That last line is new. Can’t argue with it, though.
“Those that enter or even skirt its borders are besought with all manner of misfortunes, great and small. From accidents, to illness, from rotting food to rancid water, where hours before there was freshness. That place is decay, ancient and unforgiving. A slimy putrescence, a decrepit miasma likened to the grave. Such are the Dead Fens.”
Gets better with each telling. He should write it down, preserve it for posterity.
Gravemare stormed into the room. “My Lord, there’s trouble on our guests’ ship.”
***
The ship was in chaos; men ran to and fro. Captain Slaayde and his officers shouted orders to bring all pumps to the forward hold. Two burly sailors dragged a third man, limp, lifeless, and drenched in water from below deck. Seran Harringgold followed on their heels.

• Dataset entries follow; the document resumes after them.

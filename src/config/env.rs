//! Environment variable configuration
//!
//! Provides environment variable overrides for configuration.

use std::env;

/// Environment variable prefix
const ENV_PREFIX: &str = "RPC_BENCH";

/// Environment configuration from environment variables
#[derive(Clone, Debug, Default, PartialEq)]
pub struct EnvConfig {
    /// Per-request timeout from RPC_BENCH_TIMEOUT
    pub timeout: Option<u64>,
    /// Default rps from RPC_BENCH_RPS
    pub rps: Option<u32>,
    /// Default duration from RPC_BENCH_DURATION
    pub duration: Option<u32>,
    /// Server listen address from RPC_BENCH_LISTEN
    pub listen: Option<String>,
    /// Concurrent server runs from RPC_BENCH_MAX_RUNS
    pub max_runs: Option<usize>,
    /// Server rps ceiling from RPC_BENCH_MAX_RPS
    pub max_rps: Option<u32>,
    /// Log level from RPC_BENCH_LOG_LEVEL
    pub log_level: Option<String>,
    /// Config file from RPC_BENCH_CONFIG
    pub config_file: Option<String>,
}

impl EnvConfig {
    /// Load configuration from environment variables
    pub fn load() -> Self {
        Self::from_lookup(|name| env::var(name).ok())
    }

    /// Load using a custom variable lookup
    pub fn from_lookup(lookup: impl Fn(&str) -> Option<String>) -> Self {
        let get = |name: &str| {
            lookup(&format!("{ENV_PREFIX}_{name}"))
                .map(|v| v.trim().to_string())
                .filter(|v| !v.is_empty())
        };

        Self {
            timeout: get("TIMEOUT").and_then(|v| v.parse().ok()),
            rps: get("RPS").and_then(|v| v.parse().ok()),
            duration: get("DURATION").and_then(|v| v.parse().ok()),
            listen: get("LISTEN"),
            max_runs: get("MAX_RUNS").and_then(|v| v.parse().ok()),
            max_rps: get("MAX_RPS").and_then(|v| v.parse().ok()),
            log_level: get("LOG_LEVEL"),
            config_file: get("CONFIG"),
        }
    }

    /// Check if any environment variables are set
    pub fn has_any(&self) -> bool {
        *self != Self::default()
    }
}

/// Print all RPC_BENCH environment variables
pub fn print_env_help() {
    println!("Environment Variables:");
    println!();
    println!("  {ENV_PREFIX}_TIMEOUT     Per-request timeout in seconds");
    println!("  {ENV_PREFIX}_RPS         Default requests per second");
    println!("  {ENV_PREFIX}_DURATION    Default duration in seconds (max 60)");
    println!("  {ENV_PREFIX}_LISTEN      Server listen address");
    println!("  {ENV_PREFIX}_MAX_RUNS    Benchmarks the server runs concurrently");
    println!("  {ENV_PREFIX}_MAX_RPS     Highest rps the server accepts");
    println!("  {ENV_PREFIX}_LOG_LEVEL   Log level (trace, debug, info, warn, error)");
    println!("  {ENV_PREFIX}_CONFIG      Path to configuration file");
    println!();
    println!("Example:");
    println!("  export {ENV_PREFIX}_TIMEOUT=5");
    println!("  rpc-bench run --url http://localhost:8545 --rps 10 --duration 5");
}
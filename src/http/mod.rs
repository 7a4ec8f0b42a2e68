//! HTTP client module
//!
//! Outbound HTTP transport for JSON-RPC calls.

mod client;

pub use client::{build_headers, HttpClient, HttpError, HttpResponse};
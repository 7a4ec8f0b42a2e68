//! JSON-RPC 2.0 request and response envelopes

use serde::{Deserialize, Serialize};
use serde_json::Value;

use super::RpcMethod;

/// Protocol version string
pub const JSONRPC_VERSION: &str = "2.0";

/// JSON-RPC request envelope
#[derive(Clone, Debug, PartialEq, Serialize, Deserialize)]
pub struct JsonRpcRequest {
    pub jsonrpc: String,
    pub method: String,
    pub params: Value,
    pub id: u64,
}

impl JsonRpcRequest {
    /// Build the envelope for a benchmark call
    pub fn new(method: RpcMethod, id: u64) -> Self {
        Self {
            jsonrpc: JSONRPC_VERSION.to_string(),
            method: method.name().to_string(),
            params: method.params(),
            id,
        }
    }

    /// Serialize to the request body
    pub fn to_body(&self) -> String {
        // Only strings, numbers and arrays; serialization cannot fail.
        serde_json::to_string(self).unwrap_or_default()
    }
}

/// Error object returned by a node
#[derive(Clone, Debug, PartialEq, Serialize, Deserialize)]
pub struct JsonRpcErrorObject {
    pub code: i64,
    #[serde(default)]
    pub message: String,
}

/// What a response body turned out to contain
#[derive(Clone, Debug, PartialEq)]
pub enum RpcReply {
    /// `result` present and no `error`
    Result(Value),
    /// `error` present
    Error(JsonRpcErrorObject),
    /// Body was not a JSON-RPC response object
    Malformed(String),
}

impl RpcReply {
    /// Inspect a raw response body
    pub fn parse(body: &str) -> Self {
        let value: Value = match serde_json::from_str(body) {
            Ok(v) => v,
            Err(e) => return RpcReply::Malformed(format!("invalid JSON: {e}")),
        };

        let Some(object) = value.as_object() else {
            return RpcReply::Malformed("response is not a JSON object".to_string());
        };

        if let Some(error) = object.get("error") {
            let parsed = serde_json::from_value::<JsonRpcErrorObject>(error.clone())
                .unwrap_or_else(|_| JsonRpcErrorObject {
                    code: 0,
                    message: error.to_string(),
                });
            return RpcReply::Error(parsed);
        }

        match object.get("result") {
            Some(result) => RpcReply::Result(result.clone()),
            None => RpcReply::Malformed("response has neither result nor error".to_string()),
        }
    }

    pub fn is_result(&self) -> bool {
        matches!(self, RpcReply::Result(_))
    }
}

#[cfg(test)]
mod tests {
    use super::*;
    use serde_json::json;

    #[test]
    fn test_request_envelope() {
        let req = JsonRpcRequest::new(RpcMethod::GetBlockByNumber, 7);
        let body: Value = serde_json::from_str(&req.to_body()).unwrap();

        assert_eq!(
            body,
            json!({
                "jsonrpc": "2.0",
                "method": "eth_getBlockByNumber",
                "params": ["latest", false],
                "id": 7
            })
        );
    }

    #[test]
    fn test_reply_result() {
        let reply = RpcReply::parse(r#"{"jsonrpc":"2.0","id":1,"result":"0x10"}"#);
        assert_eq!(reply, RpcReply::Result(json!("0x10")));
        assert!(reply.is_result());
    }

    #[test]
    fn test_reply_null_result_is_still_result() {
        let reply = RpcReply::parse(r#"{"jsonrpc":"2.0","id":1,"result":null}"#);
        assert!(reply.is_result());
    }

    #[test]
    fn test_reply_error_wins_over_result() {
        let reply = RpcReply::parse(
            r#"{"id":1,"result":"0x1","error":{"code":-32601,"message":"Method not found"}}"#,
        );
        match reply {
            RpcReply::Error(e) => {
                assert_eq!(e.code, -32601);
                assert_eq!(e.message, "Method not found");
            }
            other => panic!("expected error reply, got {other:?}"),
        }
    }

    #[test]
    fn test_reply_malformed() {
        assert!(matches!(RpcReply::parse("not json"), RpcReply::Malformed(_)));
        assert!(matches!(RpcReply::parse("[1,2]"), RpcReply::Malformed(_)));
        assert!(matches!(RpcReply::parse(r#"{"id":1}"#), RpcReply::Malformed(_)));
    }

    #[test]
    fn test_reply_nonstandard_error_shape() {
        match RpcReply::parse(r#"{"error":"rate limited"}"#) {
            RpcReply::Error(e) => assert!(e.message.contains("rate limited")),
            other => panic!("expected error reply, got {other:?}"),
        }
    }
}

“What happened?” asked Claradon as he and Ob walked toward Seran.
“I caught this one drilling a hole in the hull,” said Seran as he pointed to the drenched man on the deck. Seran bent down and turned the man onto his back. A dagger was buried in his chest. “I cornered him and when he saw there was no escape, he stabbed himself. What kind of man would do that?”
“Is the stinking bugger one of Slaayde’s crew?” asked Ob.
“I’ve seen him aboard,” said Seran.
Ob bent down and examined the corpse.
“How bad is the damage to the ship?” asked Claradon.
“There’s lots of water down there. He must’ve drilled at least a couple of holes before I discovered him.”
“He’s a Leaguer,” said Ob after exposing a tattoo on the dead man’s shoulder. “He’s got the mark of Mortach.”
Hours later, long after they had planned to leave, Slaayde’s crew had finished patching the holes in the hull and pumping the water from the hold. Much of the ship’s supplies were ruined.
“You now face the same problem that you did yesterday,” said Malvegil. “You will not make it past the Fens before dark. Can I convince you to remain another night?”
“I appreciate your concern, Uncle, but we can remain here no longer,” said Claradon. “Too much depends on our speed.”
Glimador and a dozen Malvegil soldiers carrying bows marched up to the two Dor Lords as they stood on the pier.
“These are some of my most skilled bowman,” said Malvegil. “Please accept their service on your quest, nephew.”
“I’ll make good use of them, Uncle. Thank you.”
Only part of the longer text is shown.